We know that the financial sector will continue to be a critical part of our economy and our recovery, and we are committed to supporting the sector and protecting the open and competitive markets that have allowed the sector to flourish in the UK, but that success cannot come at a cost to the wider economy. That means getting the structure and substance of regulation right and correcting the mistakes of the previous Government.

Today’s report reminds us of the gross failures of the previous regime and the previous Government. This Government will not repeat those mistakes. We will reform the regime to preserve the innovation that fuels the sector’s success without putting the wider economy at risk and to build a successful but stable financial services sector. I commend this statement to the House.

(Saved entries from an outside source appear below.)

//! Fanchart command implementation
//!
//! Writes the percentile table of one simulated variable, joined by year
//! with its baseline, as CSV.

use std::path::Path;

use dsa_core::types::ShockPanel;
use dsa_stochastic::{simulate, BaselineProjector, FanChart, PathVariable, StochasticError};
use serde::Serialize;
use tracing::info;

use super::write_csv;
use crate::config::RunConfig;
use crate::data::prepare_panel;
use crate::projector::LinearAdjustmentProjector;
use crate::{CliError, Result};

/// One CSV row; percentile cells are empty outside the stochastic window.
#[derive(Debug, Serialize)]
pub struct FanChartCsvRow {
    pub year: i32,
    pub baseline: f64,
    pub p10: Option<f64>,
    pub p20: Option<f64>,
    pub p30: Option<f64>,
    pub p40: Option<f64>,
    pub p50: Option<f64>,
    pub p60: Option<f64>,
    pub p70: Option<f64>,
    pub p80: Option<f64>,
    pub p90: Option<f64>,
}

impl From<&dsa_stochastic::fanchart::FanChartRow> for FanChartCsvRow {
    fn from(row: &dsa_stochastic::fanchart::FanChartRow) -> Self {
        let p = |i: usize| row.percentiles.map(|band| band[i]);
        Self {
            year: row.year,
            baseline: row.baseline,
            p10: p(0),
            p20: p(1),
            p30: p(2),
            p40: p(3),
            p50: p(4),
            p60: p(5),
            p70: p(6),
            p80: p(7),
            p90: p(8),
        }
    }
}

/// Builds the fan chart, optionally around the baseline adjusted to
/// `policy`.
pub fn execute(
    config: &RunConfig,
    panel: &ShockPanel,
    variable: PathVariable,
    policy: Option<f64>,
) -> Result<FanChart> {
    let baseline = match policy {
        Some(_) => LinearAdjustmentProjector::new(
            config.baseline.clone(),
            config.calibration.adjustment_start,
            config.calibration.adjustment_period,
        )
        .and_then(|mut projector| projector.project(policy))
        .map_err(|e| CliError::Engine(StochasticError::from(e)))?,
        None => config.baseline.clone(),
    };

    let request = config.simulation_request()?;
    let result = simulate(&request, panel, &baseline)?;
    Ok(FanChart::build(variable, &result.paths, &baseline)?)
}

/// Run the fanchart command
pub fn run(
    config: &RunConfig,
    variable: &str,
    policy: Option<f64>,
    output: Option<&Path>,
) -> Result<()> {
    let variable: PathVariable = variable
        .parse()
        .map_err(|e: dsa_stochastic::RequestError| CliError::InvalidArgument(e.to_string()))?;
    info!("Building fan chart...");
    info!("  Variable: {}", variable);
    if let Some(policy) = policy {
        info!("  Policy: {}", policy);
    }

    let panel = prepare_panel(&config.data, config.simulation.currency_regime)?;
    let chart = execute(config, &panel, variable, policy)?;
    let rows: Vec<FanChartCsvRow> = chart.rows.iter().map(FanChartCsvRow::from).collect();
    write_csv(&rows, output)
}

#[cfg(test)]
mod tests {
    use super::*;
    use crate::commands::simulate::tests::panel;
    use crate::config::tests::sample;

    #[test]
    fn test_debt_fan_chart_rows() {
        let config = sample();
        let chart = execute(&config, &panel(), PathVariable::Debt, None).unwrap();
        let rows: Vec<FanChartCsvRow> = chart.rows.iter().map(FanChartCsvRow::from).collect();

        assert_eq!(rows.len(), 10);
        assert!(rows[0].p50.is_none());
        // Column 0 of the window is the unshocked pre-stochastic year.
        assert_eq!(rows[1].p10, Some(100.0));
        assert_eq!(rows[1].p90, Some(100.0));
        assert!(rows[6].p10 <= rows[6].p90);
        assert!(rows[7].p50.is_none());
    }

    #[test]
    fn test_policy_shifts_baseline() {
        let config = sample();
        let chart = execute(&config, &panel(), PathVariable::PrimaryBalance, Some(2.0)).unwrap();
        assert_eq!(chart.rows[4].baseline, 2.0);
        assert_eq!(chart.rows[9].baseline, 2.0);
    }

    #[test]
    fn test_csv_output() {
        let dir = tempfile::tempdir().unwrap();
        let path = dir.path().join("fan.csv");
        let chart = execute(&sample(), &panel(), PathVariable::Debt, None).unwrap();
        let rows: Vec<FanChartCsvRow> = chart.rows.iter().map(FanChartCsvRow::from).collect();
        write_csv(&rows, Some(&path)).unwrap();

        let text = std::fs::read_to_string(&path).unwrap();
        let mut lines = text.lines();
        assert_eq!(
            lines.next(),
            Some("year,baseline,p10,p20,p30,p40,p50,p60,p70,p80,p90")
        );
        assert!(lines.next().unwrap().starts_with("2024,100.0,,"));
    }
}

Chris Leslie Portrait Chris Leslie (Nottingham East) (Lab/Co-op)
- Hansard - -

The report confirms that there was institutionalised dysfunction at the heart of the Royal Bank of Scotland and confirms what we all know—that there was a collective failure of regulation not just in Britain but around the world, and that there were failures not just of one individual, institution, political party or Government but failures that allowed irresponsible bankers to take excessive risks and cause a global financial crisis.

Labour Members have accepted our responsibilities, and as my right hon. Friend the shadow Chancellor said, for the part that the previous Government played in that global regulatory failure, we are deeply sorry. Acknowledging our part in those global failings is the right approach to take, so let me ask the Minister: does he accept that the Conservatives got it wrong too? During the 2007 debates on Northern Rock, he beseeched the Treasury

“to counter the pressure for greater regulation”,

and talked of

“the strength of our regulatory regime”

and how it was

“vital that this crisis does not erode that standing”.—[Official Report, 12 December 2007; Vol. 469, c. 391.]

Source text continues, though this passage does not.